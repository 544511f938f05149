//! Stereo (3D) layout bits understood by the vendor codec.
//!
//! The codec packs the stereo layout into the high nibble of the decode type
//! (`RK_STEREO_MASK`). Only one layout may be set at a time.

use serde::{Deserialize, Serialize};

/// Mask covering every stereo layout bit.
pub const STEREO_MASK: u32 = 0xF000;

/// Stereo layout of the decoded stream.
#[repr(u32)]
#[derive(Copy, Clone, Debug, Default, PartialEq, Eq, Hash, Serialize, Deserialize)]
#[serde(rename_all = "snake_case")]
pub enum StereoMode {
    /// Plain 2D stream.
    #[default]
    Off = 0x0000,
    /// Side-by-side (left/right halves).
    SideBySide = 0x1000,
    /// Top-bottom (over/under).
    TopBottom = 0x2000,
    /// Multi-view coding (3D Blu-ray), output as frame packing.
    Mvc = 0x4000,
    /// MVC stream decoded as its 2D base view only.
    Mono2d = 0x8000,
}

impl StereoMode {
    pub fn bits(self) -> u32 {
        self as u32
    }

    /// Extract the layout from a mask. Unknown or multiple bits read as `Off`.
    pub fn from_bits(bits: u32) -> Self {
        match bits & STEREO_MASK {
            0x1000 => Self::SideBySide,
            0x2000 => Self::TopBottom,
            0x4000 => Self::Mvc,
            0x8000 => Self::Mono2d,
            _ => Self::Off,
        }
    }

    /// Map a demuxer stereo hint (`left_right`, `block_lr`, ...) to a layout.
    pub fn from_hint(hint: &str) -> Self {
        match hint.trim() {
            "left_right" | "right_left" => Self::SideBySide,
            "top_bottom" | "bottom_top" => Self::TopBottom,
            "block_lr" | "block_rl" => Self::Mvc,
            _ => Self::Off,
        }
    }

    /// Whether the layout carries two views on screen.
    pub fn is_3d(self) -> bool {
        matches!(self, Self::SideBySide | Self::TopBottom | Self::Mvc)
    }
}

/// A decode-type word with at most one stereo layout set.
#[derive(Copy, Clone, Debug, Default, PartialEq, Eq, Hash)]
pub struct StereoMask(u32);

impl StereoMask {
    pub fn new(bits: u32) -> Self {
        let mut mask = Self(bits & !STEREO_MASK);
        mask.set(StereoMode::from_bits(bits));
        mask
    }

    /// Replace the stereo layout, clearing whatever layout was set before.
    pub fn set(&mut self, mode: StereoMode) {
        self.0 = (self.0 & !STEREO_MASK) | mode.bits();
    }

    pub fn mode(self) -> StereoMode {
        StereoMode::from_bits(self.0)
    }

    pub fn bits(self) -> u32 {
        self.0
    }
}

impl From<StereoMode> for StereoMask {
    fn from(mode: StereoMode) -> Self {
        Self(mode.bits())
    }
}

#[cfg(test)]
mod tests {
    use super::*;

    #[test]
    fn setting_a_layout_clears_the_previous_one() {
        let mut mask = StereoMask::default();
        mask.set(StereoMode::TopBottom);
        mask.set(StereoMode::SideBySide);
        assert_eq!(mask.bits() & STEREO_MASK, StereoMode::SideBySide.bits());
        assert_eq!(mask.mode(), StereoMode::SideBySide);
    }

    #[test]
    fn non_stereo_bits_survive() {
        let mut mask = StereoMask::new(0x0001 | StereoMode::Mvc.bits());
        mask.set(StereoMode::Off);
        assert_eq!(mask.bits(), 0x0001);
    }

    #[test]
    fn ambiguous_bits_normalize_to_one_layout() {
        let mask = StereoMask::new(0x3000);
        assert_eq!(mask.bits() & STEREO_MASK, 0);
    }

    #[test]
    fn hints() {
        assert_eq!(StereoMode::from_hint("left_right"), StereoMode::SideBySide);
        assert_eq!(StereoMode::from_hint("bottom_top"), StereoMode::TopBottom);
        assert_eq!(StereoMode::from_hint("block_rl"), StereoMode::Mvc);
        assert_eq!(StereoMode::from_hint("mono"), StereoMode::Off);
        assert_eq!(StereoMode::from_hint(""), StereoMode::Off);
        assert!(StereoMode::Mvc.is_3d());
        assert!(!StereoMode::Mono2d.is_3d());
    }
}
-*-
## Problem details
Wherever the word "Hash" appears in the records above, copy that line.

## Task output
#[derive(Copy, Clone, Debug, Default, PartialEq, Eq, Hash, Serialize, Deserialize)]
#[derive(Copy, Clone, Debug, Default, PartialEq, Eq, Hash)]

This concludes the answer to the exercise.